Hal ini dikatakan oleh Alghiffari Aqsa, Pengacara Publik Lembaga Bantuan Hukum (LBH) Jakarta, dalam kesempatan konferensi pers di gedung LBH Jakarta, hari Kamis (12/5). “Ini akan menutupi perjuangan penuntasan tragedi 1965,” katanya.
Aqsa mengatakan dalam gejala sosial dan politik saat ini banyak pihak yang menentang penuntasan Tragedi 1965 secara sistematis.

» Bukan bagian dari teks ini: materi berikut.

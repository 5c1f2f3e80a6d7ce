//! # seodata-client
//!
//! Shared machinery behind every SE Ranking data API operation:
//!
//! - [`credentials`]: swappable credential strategies, resolved per call
//! - [`codec`]: parameter bag → wire pairs, including `filter[field][bound]` keys
//! - [`executor`]: the request pipeline returning a normalized text result
//! - [`orchestrator`]: submit-and-poll for long-running tasks with progress events
//! - [`config`]: TOML + environment configuration
//!
//! ```rust,ignore
//! let executor = RequestExecutor::from_config(ClientConfig::load(None)?)?;
//! let result = executor
//!     .execute("/domain/overview/worldwide", Method::GET, ParameterBag::new().with("domain", "example.com"))
//!     .await?;
//! println!("{}", result.text);
//! ```

pub mod codec;
pub mod config;
pub mod credentials;
pub mod error;
pub mod executor;
pub mod orchestrator;
pub mod transport;

pub use codec::{EncodedQuery, ParameterBag};
pub use config::{ClientConfig, PollingConfig};
pub use credentials::{
    Credential, CredentialHandle, CredentialResolver, EnvCredential, NoCredential,
    StaticCredential,
};
pub use error::{ClientError, ClientResult};
pub use executor::{ApiRequest, BodyFormat, OperationResult, RequestExecutor};
pub use orchestrator::{
    ChannelProgress, NoopProgress, PollLimits, PollOptions, ProgressEvent, ProgressSink,
    TaskOrchestrator, TaskOutcome, TaskPhase,
};
pub use transport::{HttpRequest, HttpResponse, HttpTransport, Method, ReqwestTransport};
//! TaskOrchestrator behavior under a paused tokio clock.

mod common;

use std::time::Duration;

use seodata_client::{
    ApiRequest, ClientConfig, ClientError, HttpResponse, NoopProgress, ParameterBag,
    PollingConfig, TaskOrchestrator, TaskOutcome, TaskPhase,
};

use common::{
    executor_with, executor_with_config, fast_options, ok, CollectingProgress, ScriptedTransport,
};

const SUBMIT_OK: &str = r#"{"tasks":[{"id":9001,"query":"rust seo"}]}"#;

fn submit() -> ApiRequest {
    ApiRequest::post(
        "/serp/classic/tasks",
        ParameterBag::new().with("query", "rust seo"),
    )
    .json()
}

fn poll(task_id: &str) -> ApiRequest {
    ApiRequest::get(
        "/serp/classic/tasks/{task_id}",
        ParameterBag::new().with("task_id", task_id),
    )
}

#[tokio::test(start_paused = true)]
async fn test_completes_after_three_polls_with_monotonic_progress() {
    let transport = ScriptedTransport::new(
        SUBMIT_OK,
        &[
            r#"{"status":"processing"}"#,
            r#"{"status":"processing"}"#,
            r#"{"status":"complete","results":[{"position":1}]}"#,
        ],
    );
    let orchestrator = TaskOrchestrator::new(executor_with(transport.clone()));
    let progress = CollectingProgress::default();

    let outcome = orchestrator
        .run(submit(), poll, fast_options(50, 10_000), &progress)
        .await
        .unwrap();

    match &outcome {
        TaskOutcome::Completed {
            task_id,
            attempts,
            elapsed,
            payload,
        } => {
            assert_eq!(task_id, "9001");
            assert_eq!(*attempts, 3);
            assert_eq!(*elapsed, Duration::from_millis(150));
            assert_eq!(payload.json().unwrap()["results"][0]["position"], 1);
        }
        other => panic!("Expected Completed, got {:?}", other),
    }
    assert_eq!(transport.submit_calls(), 1);
    assert_eq!(transport.poll_calls(), 3);
    assert!(transport
        .urls()
        .iter()
        .skip(1)
        .all(|u| u == "https://api.example.com/v1/serp/classic/tasks/9001"));

    let values = progress.values();
    assert_eq!(values.first(), Some(&0));
    assert_eq!(values.get(1), Some(&10));
    assert_eq!(values.last(), Some(&100));
    assert!(values.windows(2).all(|w| w[0] <= w[1]), "{:?}", values);
    assert!(progress.events().iter().all(|e| e.total == 100));
    assert!(progress.events()[2].message.contains("Attempt 1"));

    let rendered = outcome.into_result().json().unwrap();
    assert_eq!(rendered["status"], "completed");
    assert_eq!(rendered["attempts"], 3);
}

#[tokio::test(start_paused = true)]
async fn test_first_poll_done_finishes_on_attempt_one() {
    let transport = ScriptedTransport::new(SUBMIT_OK, &[r#"{"status":"complete"}"#]);
    let orchestrator = TaskOrchestrator::new(executor_with(transport.clone()));

    let outcome = orchestrator
        .run(submit(), poll, fast_options(50, 10_000), &NoopProgress)
        .await
        .unwrap();

    assert_eq!(outcome.phase(), TaskPhase::Completed);
    assert!(matches!(outcome, TaskOutcome::Completed { attempts: 1, .. }));
    assert_eq!(transport.poll_calls(), 1);
}

#[tokio::test(start_paused = true)]
async fn test_non_json_poll_response_counts_as_done() {
    let transport = ScriptedTransport::new(SUBMIT_OK, &["position,url\n1,https://a\n"]);
    let orchestrator = TaskOrchestrator::new(executor_with(transport));

    let outcome = orchestrator
        .run(submit(), poll, fast_options(50, 10_000), &NoopProgress)
        .await
        .unwrap();

    let rendered = outcome.into_result().json().unwrap();
    assert_eq!(rendered["result"], "position,url\n1,https://a\n");
}

#[tokio::test(start_paused = true)]
async fn test_times_out_after_about_four_polls() {
    let transport = ScriptedTransport::new(SUBMIT_OK, &[r#"{"status":"processing"}"#]);
    let orchestrator = TaskOrchestrator::new(executor_with(transport.clone()));
    let progress = CollectingProgress::default();

    let outcome = orchestrator
        .run(submit(), poll, fast_options(50, 200), &progress)
        .await
        .expect("timeout is a result, not an error");

    match &outcome {
        TaskOutcome::TimedOut {
            task_id,
            attempts,
            last_status,
            ..
        } => {
            assert_eq!(task_id, "9001");
            assert!((3..=5).contains(attempts), "attempts = {}", attempts);
            assert_eq!(last_status.as_deref(), Some("processing"));
        }
        other => panic!("Expected TimedOut, got {:?}", other),
    }
    assert_eq!(transport.poll_calls(), 4);

    let values = progress.values();
    assert_eq!(values.last(), Some(&100));
    assert!(values.windows(2).all(|w| w[0] <= w[1]));
    assert!(values[2..values.len() - 1].iter().all(|v| (10..=90).contains(v)));

    let rendered = outcome.into_result().json().unwrap();
    assert_eq!(rendered["status"], "timeout");
    assert_eq!(rendered["task_id"], "9001");
}

#[tokio::test(start_paused = true)]
async fn test_submission_without_task_id_never_polls() {
    let transport = ScriptedTransport::new(r#"{"tasks":[]}"#, &[r#"{"status":"complete"}"#]);
    let orchestrator = TaskOrchestrator::new(executor_with(transport.clone()));
    let progress = CollectingProgress::default();

    let outcome = orchestrator
        .run(submit(), poll, fast_options(50, 200), &progress)
        .await
        .unwrap();

    assert_eq!(outcome.phase(), TaskPhase::SubmissionFailed);
    assert!(outcome.task_id().is_none());
    assert_eq!(transport.poll_calls(), 0);
    assert_eq!(progress.values(), vec![0]);

    let rendered = outcome.into_result().json().unwrap();
    assert_eq!(rendered["status"], "submission_failed");
    assert_eq!(rendered["response"]["tasks"], serde_json::json!([]));
}

#[tokio::test(start_paused = true)]
async fn test_stalled_poll_is_cut_off_by_hard_deadline() {
    let transport = ScriptedTransport::hanging(SUBMIT_OK);
    let orchestrator = TaskOrchestrator::new(executor_with(transport.clone()));

    let outcome = orchestrator
        .run(submit(), poll, fast_options(50, 200), &NoopProgress)
        .await
        .unwrap();

    assert!(matches!(
        outcome,
        TaskOutcome::TimedOut {
            attempts: 1,
            last_status: None,
            ..
        }
    ));
    assert_eq!(transport.poll_calls(), 1);
}

#[tokio::test(start_paused = true)]
async fn test_http_error_while_polling_propagates() {
    let transport = ScriptedTransport::with_poll_responses(
        SUBMIT_OK,
        vec![
            ok(r#"{"status":"processing"}"#),
            HttpResponse {
                status: 500,
                body: "upstream exploded".into(),
            },
        ],
    );
    let orchestrator = TaskOrchestrator::new(executor_with(transport.clone()));

    let err = orchestrator
        .run(submit(), poll, fast_options(50, 10_000), &NoopProgress)
        .await
        .unwrap_err();

    match err {
        ClientError::HttpError { status, url, body } => {
            assert_eq!(status, 500);
            assert!(url.ends_with("/serp/classic/tasks/9001"));
            assert_eq!(body, "upstream exploded");
        }
        other => panic!("Expected HttpError, got {:?}", other),
    }
    assert_eq!(transport.poll_calls(), 2);
}

#[tokio::test(start_paused = true)]
async fn test_interval_longer_than_wait_still_polls_once() {
    let transport = ScriptedTransport::new(SUBMIT_OK, &[r#"{"status":"complete"}"#]);
    let config = ClientConfig {
        base_url: "https://api.example.com/v1".into(),
        timeout_ms: 5_000,
        ..Default::default()
    };
    let orchestrator = TaskOrchestrator::new(executor_with_config(transport.clone(), config));
    // Both values sit inside the production bounds.
    let options = PollingConfig::default().options(Some(30_000), Some(10_000));

    let outcome = orchestrator
        .run(submit(), poll, options, &NoopProgress)
        .await
        .unwrap();

    match outcome {
        TaskOutcome::Completed {
            attempts, elapsed, ..
        } => {
            assert_eq!(attempts, 1);
            assert_eq!(elapsed, Duration::from_secs(30));
        }
        other => panic!("Expected Completed, got {:?}", other),
    }
    assert_eq!(transport.poll_calls(), 1);
}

“Saat ini banyak pihak yang tidak suka dengan penuntasan Tragedi 65. Pihak-pihak yang tidak senang terhadap pelurusan sejarah bahwa telah terjadi pembantaian pada sekitar satu juta orang Indonesia oleh tentara dan juga oleh pelaku-pelaku pelanggar HAM yang melibatkan berbagai organisasi masyarakat. Itu sangat sistematis melalui media sosial maupun pesan berantai. Ini menjadi satu rangkaian atau gerakan secara sistematis untuk menggagalkan penuntasan kasus 65,” ujar Aqsa.
Telah terjadi turunan pelanggaran dari masa Orde Baru (Orba) yang mengancam reformasi di Indonesia saat ini.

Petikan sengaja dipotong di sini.